* [SUPPLIED INFORMATION]:
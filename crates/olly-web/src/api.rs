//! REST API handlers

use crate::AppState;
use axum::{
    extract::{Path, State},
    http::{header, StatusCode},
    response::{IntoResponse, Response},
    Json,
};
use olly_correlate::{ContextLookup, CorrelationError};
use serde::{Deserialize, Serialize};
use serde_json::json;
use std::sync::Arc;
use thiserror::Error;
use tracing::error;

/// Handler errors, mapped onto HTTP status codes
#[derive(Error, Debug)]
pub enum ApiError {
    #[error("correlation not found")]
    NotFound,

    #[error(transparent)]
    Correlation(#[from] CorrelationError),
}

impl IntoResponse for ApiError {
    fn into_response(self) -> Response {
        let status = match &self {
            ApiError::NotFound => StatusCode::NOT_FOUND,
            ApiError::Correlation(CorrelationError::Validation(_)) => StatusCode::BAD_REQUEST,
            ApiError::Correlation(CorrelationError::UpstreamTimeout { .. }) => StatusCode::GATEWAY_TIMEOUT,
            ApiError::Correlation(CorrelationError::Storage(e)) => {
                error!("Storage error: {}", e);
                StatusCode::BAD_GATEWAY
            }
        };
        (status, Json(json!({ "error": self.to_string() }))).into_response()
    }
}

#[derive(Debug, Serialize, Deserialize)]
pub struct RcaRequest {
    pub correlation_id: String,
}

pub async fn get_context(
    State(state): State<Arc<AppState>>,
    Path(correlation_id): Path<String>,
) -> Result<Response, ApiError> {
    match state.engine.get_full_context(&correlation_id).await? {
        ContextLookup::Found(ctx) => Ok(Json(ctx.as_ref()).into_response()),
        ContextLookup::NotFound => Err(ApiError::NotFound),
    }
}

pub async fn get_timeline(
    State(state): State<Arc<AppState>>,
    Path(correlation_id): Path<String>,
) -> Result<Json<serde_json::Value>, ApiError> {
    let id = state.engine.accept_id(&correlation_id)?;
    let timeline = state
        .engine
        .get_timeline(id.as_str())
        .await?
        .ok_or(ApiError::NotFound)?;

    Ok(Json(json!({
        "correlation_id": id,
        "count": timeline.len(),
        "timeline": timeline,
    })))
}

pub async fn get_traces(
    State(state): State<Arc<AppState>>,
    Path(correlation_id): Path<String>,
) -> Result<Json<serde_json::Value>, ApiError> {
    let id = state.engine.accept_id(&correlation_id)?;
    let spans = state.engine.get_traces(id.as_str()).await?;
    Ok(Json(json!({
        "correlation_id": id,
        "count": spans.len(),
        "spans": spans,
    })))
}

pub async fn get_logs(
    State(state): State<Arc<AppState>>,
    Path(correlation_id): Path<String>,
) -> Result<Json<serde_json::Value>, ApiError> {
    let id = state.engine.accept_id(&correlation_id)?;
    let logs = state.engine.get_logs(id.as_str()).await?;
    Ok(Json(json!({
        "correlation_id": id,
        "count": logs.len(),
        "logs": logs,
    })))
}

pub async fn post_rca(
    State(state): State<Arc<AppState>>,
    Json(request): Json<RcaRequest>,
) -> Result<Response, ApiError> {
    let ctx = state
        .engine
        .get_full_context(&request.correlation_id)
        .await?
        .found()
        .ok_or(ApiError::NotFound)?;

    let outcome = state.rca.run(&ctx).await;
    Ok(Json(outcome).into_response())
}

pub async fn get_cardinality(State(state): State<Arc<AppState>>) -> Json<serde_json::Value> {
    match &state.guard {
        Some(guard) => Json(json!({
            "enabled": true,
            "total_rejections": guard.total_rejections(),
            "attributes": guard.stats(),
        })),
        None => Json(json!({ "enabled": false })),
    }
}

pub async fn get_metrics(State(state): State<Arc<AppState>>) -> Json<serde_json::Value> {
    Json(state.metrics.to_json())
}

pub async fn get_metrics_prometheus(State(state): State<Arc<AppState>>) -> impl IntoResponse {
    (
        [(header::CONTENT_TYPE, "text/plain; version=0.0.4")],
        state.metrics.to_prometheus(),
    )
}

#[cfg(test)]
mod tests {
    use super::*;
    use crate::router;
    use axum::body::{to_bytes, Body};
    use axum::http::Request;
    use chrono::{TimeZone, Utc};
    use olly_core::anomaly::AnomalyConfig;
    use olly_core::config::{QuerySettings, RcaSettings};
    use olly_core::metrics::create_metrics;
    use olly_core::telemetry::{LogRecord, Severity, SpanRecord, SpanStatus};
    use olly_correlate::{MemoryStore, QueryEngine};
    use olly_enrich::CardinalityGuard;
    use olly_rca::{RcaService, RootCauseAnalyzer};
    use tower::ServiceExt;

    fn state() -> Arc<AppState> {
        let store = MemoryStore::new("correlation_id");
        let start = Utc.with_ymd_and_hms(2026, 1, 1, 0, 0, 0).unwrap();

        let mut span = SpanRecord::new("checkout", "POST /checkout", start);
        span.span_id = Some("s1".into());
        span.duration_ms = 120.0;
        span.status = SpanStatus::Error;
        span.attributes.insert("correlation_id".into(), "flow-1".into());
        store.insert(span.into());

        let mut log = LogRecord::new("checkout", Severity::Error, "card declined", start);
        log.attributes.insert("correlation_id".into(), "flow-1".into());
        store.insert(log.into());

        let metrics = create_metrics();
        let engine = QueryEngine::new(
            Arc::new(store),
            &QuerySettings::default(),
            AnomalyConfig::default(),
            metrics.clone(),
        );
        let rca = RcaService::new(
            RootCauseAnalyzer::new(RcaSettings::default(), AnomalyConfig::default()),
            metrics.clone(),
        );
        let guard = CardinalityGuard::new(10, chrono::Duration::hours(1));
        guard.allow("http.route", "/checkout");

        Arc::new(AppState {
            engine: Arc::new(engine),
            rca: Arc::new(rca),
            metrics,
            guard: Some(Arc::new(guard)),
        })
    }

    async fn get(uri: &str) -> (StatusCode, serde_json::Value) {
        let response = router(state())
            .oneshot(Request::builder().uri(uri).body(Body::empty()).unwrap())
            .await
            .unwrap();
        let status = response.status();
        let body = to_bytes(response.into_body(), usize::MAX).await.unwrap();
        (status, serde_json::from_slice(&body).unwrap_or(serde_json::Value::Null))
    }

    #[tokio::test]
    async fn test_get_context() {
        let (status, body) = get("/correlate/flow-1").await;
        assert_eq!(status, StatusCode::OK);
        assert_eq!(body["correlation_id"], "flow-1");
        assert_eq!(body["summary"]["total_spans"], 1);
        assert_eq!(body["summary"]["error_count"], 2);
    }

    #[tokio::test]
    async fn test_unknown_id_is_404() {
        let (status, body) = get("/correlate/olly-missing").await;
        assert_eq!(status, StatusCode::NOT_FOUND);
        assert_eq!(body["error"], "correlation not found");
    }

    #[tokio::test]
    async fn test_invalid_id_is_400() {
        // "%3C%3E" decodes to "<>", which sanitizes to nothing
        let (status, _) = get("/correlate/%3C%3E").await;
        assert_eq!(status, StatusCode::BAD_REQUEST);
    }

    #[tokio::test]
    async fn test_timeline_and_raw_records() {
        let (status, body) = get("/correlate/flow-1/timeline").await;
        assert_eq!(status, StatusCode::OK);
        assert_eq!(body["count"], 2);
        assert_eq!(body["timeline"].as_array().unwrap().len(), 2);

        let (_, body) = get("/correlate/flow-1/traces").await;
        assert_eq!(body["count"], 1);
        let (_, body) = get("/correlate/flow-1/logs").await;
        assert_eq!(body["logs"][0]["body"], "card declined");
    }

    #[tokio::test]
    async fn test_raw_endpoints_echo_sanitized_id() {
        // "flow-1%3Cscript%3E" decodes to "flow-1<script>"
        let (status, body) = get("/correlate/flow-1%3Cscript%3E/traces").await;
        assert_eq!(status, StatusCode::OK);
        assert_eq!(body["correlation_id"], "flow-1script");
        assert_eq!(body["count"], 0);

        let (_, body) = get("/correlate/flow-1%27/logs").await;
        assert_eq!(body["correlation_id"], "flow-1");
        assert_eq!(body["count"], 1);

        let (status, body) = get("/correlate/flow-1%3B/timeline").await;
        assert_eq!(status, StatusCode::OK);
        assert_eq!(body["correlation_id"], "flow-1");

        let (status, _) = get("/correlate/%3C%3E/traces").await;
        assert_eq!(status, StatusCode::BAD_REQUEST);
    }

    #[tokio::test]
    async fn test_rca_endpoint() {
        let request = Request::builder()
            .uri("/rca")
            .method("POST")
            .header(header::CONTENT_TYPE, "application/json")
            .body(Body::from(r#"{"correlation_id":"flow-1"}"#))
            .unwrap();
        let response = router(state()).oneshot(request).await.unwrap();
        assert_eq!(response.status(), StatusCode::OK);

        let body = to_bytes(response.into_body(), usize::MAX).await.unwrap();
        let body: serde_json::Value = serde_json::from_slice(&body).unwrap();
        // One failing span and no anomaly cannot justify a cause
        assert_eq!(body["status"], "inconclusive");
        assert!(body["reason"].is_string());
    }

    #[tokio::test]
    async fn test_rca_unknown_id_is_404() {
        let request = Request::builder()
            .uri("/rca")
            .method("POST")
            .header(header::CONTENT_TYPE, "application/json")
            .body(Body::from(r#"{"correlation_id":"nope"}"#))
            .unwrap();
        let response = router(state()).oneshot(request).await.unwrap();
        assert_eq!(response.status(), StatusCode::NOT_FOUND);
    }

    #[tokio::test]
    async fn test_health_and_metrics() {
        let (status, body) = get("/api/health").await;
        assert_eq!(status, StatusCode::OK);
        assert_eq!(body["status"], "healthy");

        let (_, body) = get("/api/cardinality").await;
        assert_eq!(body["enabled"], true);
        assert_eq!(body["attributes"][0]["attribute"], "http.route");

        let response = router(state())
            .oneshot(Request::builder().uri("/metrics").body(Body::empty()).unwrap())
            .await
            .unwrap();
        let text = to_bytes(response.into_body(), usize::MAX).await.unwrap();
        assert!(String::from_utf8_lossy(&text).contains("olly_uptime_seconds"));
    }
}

---

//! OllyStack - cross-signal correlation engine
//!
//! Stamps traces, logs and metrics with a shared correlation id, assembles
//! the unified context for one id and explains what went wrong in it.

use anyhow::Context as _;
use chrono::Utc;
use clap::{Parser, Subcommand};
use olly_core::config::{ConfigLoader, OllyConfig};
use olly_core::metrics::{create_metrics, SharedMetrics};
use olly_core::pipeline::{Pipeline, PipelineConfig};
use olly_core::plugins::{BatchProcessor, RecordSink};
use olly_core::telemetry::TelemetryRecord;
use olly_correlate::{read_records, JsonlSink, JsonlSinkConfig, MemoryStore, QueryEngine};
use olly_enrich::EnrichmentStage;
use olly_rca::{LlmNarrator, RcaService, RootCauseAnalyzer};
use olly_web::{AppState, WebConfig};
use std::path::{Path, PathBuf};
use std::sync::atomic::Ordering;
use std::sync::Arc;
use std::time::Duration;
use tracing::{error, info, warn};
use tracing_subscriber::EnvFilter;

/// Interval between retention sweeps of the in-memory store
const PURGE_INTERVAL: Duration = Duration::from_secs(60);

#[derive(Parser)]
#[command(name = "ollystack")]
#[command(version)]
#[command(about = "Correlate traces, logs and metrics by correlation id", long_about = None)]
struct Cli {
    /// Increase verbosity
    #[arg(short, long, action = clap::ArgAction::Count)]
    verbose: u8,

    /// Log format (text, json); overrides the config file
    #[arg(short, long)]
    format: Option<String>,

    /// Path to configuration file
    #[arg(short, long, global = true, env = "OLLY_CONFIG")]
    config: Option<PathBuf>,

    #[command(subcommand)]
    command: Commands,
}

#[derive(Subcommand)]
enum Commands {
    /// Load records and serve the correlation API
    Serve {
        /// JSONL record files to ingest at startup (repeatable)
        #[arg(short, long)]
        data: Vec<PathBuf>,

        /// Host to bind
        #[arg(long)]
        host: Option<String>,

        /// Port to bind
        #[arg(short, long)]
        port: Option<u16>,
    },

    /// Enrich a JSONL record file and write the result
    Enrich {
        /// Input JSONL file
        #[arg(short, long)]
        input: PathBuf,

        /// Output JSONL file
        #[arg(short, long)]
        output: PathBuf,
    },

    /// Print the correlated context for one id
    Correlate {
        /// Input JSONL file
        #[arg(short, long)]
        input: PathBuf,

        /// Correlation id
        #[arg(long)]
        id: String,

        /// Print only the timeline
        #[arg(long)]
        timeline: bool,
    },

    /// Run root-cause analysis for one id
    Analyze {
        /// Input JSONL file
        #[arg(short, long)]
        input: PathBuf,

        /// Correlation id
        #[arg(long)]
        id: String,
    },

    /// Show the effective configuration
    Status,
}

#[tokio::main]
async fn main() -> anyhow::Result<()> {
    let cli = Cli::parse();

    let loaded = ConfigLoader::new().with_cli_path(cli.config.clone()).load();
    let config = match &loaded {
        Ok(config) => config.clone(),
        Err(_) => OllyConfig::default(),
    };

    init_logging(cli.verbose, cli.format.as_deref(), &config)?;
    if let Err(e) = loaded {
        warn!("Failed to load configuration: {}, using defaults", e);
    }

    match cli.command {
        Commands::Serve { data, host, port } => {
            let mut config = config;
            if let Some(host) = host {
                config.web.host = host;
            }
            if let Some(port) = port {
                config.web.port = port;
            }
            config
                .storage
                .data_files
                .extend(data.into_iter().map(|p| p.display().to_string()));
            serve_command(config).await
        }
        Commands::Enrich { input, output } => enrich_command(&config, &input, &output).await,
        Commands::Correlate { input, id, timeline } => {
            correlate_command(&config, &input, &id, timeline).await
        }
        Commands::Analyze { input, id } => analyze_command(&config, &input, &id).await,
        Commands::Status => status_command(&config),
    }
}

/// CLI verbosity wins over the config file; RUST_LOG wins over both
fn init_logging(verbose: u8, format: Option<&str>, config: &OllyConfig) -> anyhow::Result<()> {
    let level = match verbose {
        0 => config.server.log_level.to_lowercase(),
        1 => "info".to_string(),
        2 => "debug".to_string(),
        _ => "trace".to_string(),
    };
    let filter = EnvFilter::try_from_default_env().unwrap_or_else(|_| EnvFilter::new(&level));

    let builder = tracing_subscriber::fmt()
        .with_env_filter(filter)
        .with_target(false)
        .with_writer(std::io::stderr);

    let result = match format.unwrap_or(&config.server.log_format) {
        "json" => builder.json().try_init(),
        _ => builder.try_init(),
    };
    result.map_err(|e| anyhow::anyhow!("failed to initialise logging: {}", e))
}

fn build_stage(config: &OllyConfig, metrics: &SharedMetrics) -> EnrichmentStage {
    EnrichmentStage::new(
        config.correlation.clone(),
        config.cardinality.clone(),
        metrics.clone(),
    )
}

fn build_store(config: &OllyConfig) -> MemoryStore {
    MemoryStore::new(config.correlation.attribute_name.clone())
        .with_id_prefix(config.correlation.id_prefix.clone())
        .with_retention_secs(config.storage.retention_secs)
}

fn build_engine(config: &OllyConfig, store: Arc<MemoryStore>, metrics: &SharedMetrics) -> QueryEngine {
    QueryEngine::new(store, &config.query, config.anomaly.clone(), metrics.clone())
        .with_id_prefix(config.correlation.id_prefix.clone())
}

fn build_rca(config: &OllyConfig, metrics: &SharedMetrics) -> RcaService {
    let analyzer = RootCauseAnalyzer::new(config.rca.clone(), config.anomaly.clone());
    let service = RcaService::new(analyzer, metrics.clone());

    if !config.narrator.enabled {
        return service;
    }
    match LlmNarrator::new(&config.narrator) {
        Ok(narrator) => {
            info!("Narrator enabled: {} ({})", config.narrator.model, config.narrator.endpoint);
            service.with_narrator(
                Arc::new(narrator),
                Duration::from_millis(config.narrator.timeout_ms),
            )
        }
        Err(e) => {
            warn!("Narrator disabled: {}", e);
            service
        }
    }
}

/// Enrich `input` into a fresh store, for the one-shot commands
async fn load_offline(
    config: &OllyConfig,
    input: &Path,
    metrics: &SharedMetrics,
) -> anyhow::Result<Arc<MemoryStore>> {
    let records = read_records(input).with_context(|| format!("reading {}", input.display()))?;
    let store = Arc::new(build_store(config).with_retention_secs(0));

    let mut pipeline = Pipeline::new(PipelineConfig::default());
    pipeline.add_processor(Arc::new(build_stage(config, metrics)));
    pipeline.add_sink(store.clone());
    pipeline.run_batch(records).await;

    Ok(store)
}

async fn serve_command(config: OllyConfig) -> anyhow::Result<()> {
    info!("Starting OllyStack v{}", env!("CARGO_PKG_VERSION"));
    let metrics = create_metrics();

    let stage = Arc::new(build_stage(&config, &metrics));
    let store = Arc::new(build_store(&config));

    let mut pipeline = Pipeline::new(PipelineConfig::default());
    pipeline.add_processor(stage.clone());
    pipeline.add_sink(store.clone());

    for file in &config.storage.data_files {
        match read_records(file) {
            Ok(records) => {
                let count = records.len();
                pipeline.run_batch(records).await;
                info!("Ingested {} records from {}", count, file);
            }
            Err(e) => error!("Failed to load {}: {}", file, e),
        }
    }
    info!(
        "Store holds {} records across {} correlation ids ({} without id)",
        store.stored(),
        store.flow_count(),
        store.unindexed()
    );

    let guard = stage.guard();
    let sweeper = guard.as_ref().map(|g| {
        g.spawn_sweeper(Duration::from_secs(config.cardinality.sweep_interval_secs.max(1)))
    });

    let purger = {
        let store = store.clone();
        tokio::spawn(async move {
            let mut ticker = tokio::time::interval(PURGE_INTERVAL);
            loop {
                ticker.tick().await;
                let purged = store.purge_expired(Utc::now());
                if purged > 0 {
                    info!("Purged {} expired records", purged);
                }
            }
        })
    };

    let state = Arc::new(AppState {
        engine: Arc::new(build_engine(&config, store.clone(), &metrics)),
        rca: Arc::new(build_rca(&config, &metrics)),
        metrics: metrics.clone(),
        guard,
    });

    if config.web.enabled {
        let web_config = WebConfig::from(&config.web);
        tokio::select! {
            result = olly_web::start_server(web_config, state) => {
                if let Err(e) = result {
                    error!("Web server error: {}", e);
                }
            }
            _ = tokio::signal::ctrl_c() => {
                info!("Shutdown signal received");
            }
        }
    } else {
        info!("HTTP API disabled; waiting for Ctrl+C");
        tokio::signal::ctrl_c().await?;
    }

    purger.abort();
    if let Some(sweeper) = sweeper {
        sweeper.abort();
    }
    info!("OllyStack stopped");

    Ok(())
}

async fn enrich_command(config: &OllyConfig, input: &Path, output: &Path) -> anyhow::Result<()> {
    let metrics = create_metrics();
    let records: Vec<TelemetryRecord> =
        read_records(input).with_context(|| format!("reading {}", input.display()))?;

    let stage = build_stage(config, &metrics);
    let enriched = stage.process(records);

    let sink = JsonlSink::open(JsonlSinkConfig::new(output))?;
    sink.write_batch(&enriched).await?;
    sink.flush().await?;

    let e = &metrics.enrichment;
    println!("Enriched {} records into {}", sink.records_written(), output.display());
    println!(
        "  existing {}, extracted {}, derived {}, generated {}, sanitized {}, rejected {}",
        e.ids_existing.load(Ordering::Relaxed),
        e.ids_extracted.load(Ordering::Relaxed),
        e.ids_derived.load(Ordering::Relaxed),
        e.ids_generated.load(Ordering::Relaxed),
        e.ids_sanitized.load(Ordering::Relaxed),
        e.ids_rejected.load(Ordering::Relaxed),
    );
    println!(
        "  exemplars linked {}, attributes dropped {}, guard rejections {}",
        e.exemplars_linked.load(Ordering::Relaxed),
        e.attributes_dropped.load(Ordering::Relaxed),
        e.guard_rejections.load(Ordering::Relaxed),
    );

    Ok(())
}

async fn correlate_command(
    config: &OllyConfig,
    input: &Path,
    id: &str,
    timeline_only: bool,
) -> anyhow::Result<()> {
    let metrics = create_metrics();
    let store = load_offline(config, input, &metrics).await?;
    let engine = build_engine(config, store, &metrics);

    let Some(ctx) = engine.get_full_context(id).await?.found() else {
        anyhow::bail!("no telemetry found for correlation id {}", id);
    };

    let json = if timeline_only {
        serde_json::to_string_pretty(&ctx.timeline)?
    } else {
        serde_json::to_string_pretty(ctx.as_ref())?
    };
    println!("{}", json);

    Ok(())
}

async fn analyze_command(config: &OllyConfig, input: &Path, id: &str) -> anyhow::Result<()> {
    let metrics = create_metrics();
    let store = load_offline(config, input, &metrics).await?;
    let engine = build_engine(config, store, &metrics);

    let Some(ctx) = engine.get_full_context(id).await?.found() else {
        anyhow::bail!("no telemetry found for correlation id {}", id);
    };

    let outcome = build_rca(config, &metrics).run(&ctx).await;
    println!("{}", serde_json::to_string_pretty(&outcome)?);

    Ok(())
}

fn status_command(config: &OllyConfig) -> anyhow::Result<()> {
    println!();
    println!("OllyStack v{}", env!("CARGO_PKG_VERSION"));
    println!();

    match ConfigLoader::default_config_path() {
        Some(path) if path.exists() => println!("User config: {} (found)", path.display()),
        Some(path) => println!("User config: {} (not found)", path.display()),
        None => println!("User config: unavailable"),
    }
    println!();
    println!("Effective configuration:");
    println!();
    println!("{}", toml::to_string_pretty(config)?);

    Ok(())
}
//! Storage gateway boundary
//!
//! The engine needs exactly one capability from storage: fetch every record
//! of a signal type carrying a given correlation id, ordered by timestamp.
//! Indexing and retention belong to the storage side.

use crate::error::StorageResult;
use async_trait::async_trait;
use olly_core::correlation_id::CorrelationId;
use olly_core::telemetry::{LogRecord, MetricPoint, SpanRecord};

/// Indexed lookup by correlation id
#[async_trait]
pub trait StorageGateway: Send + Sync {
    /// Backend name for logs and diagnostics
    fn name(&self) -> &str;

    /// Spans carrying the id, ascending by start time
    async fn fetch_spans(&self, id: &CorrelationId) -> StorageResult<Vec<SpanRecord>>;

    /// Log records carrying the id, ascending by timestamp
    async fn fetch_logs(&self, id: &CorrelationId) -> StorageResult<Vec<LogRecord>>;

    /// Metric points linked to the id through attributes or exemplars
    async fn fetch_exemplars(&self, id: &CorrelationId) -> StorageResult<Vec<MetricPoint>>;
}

...

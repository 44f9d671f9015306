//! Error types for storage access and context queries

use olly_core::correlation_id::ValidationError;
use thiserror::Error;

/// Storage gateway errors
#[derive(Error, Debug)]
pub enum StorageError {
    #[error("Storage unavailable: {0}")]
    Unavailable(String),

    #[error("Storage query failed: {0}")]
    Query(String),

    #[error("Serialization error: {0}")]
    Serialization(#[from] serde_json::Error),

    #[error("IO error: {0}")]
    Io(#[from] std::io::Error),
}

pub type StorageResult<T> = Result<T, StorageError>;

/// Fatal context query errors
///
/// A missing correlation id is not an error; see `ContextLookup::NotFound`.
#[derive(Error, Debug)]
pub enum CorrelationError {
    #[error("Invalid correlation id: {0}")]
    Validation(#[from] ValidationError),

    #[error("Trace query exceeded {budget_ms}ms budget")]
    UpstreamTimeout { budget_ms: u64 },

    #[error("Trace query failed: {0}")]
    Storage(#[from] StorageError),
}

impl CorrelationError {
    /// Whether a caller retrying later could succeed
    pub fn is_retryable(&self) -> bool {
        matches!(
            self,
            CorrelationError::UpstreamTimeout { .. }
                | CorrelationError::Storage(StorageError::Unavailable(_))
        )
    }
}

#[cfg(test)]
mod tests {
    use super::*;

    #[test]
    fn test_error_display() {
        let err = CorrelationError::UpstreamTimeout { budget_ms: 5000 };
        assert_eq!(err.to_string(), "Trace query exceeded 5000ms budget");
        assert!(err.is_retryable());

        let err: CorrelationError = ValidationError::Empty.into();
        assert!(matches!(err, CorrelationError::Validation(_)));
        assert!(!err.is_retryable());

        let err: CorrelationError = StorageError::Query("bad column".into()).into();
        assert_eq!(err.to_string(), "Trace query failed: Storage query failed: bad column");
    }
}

* [WORK TASK]: There is a run of lines above from the one with "filename crates/olly-web/src/api.rs" to the one with "use serde_json::json;"; print exactly that run, both ends included, and nothing else.

* [THE ANSWER]:
filename crates/olly-web/src/api.rs
//! REST API handlers

use crate::AppState;
use axum::{
    extract::{Path, State},
    http::{header, StatusCode},
    response::{IntoResponse, Response},
    Json,
};
use olly_correlate::{ContextLookup, CorrelationError};
use serde::{Deserialize, Serialize};
use serde_json::json;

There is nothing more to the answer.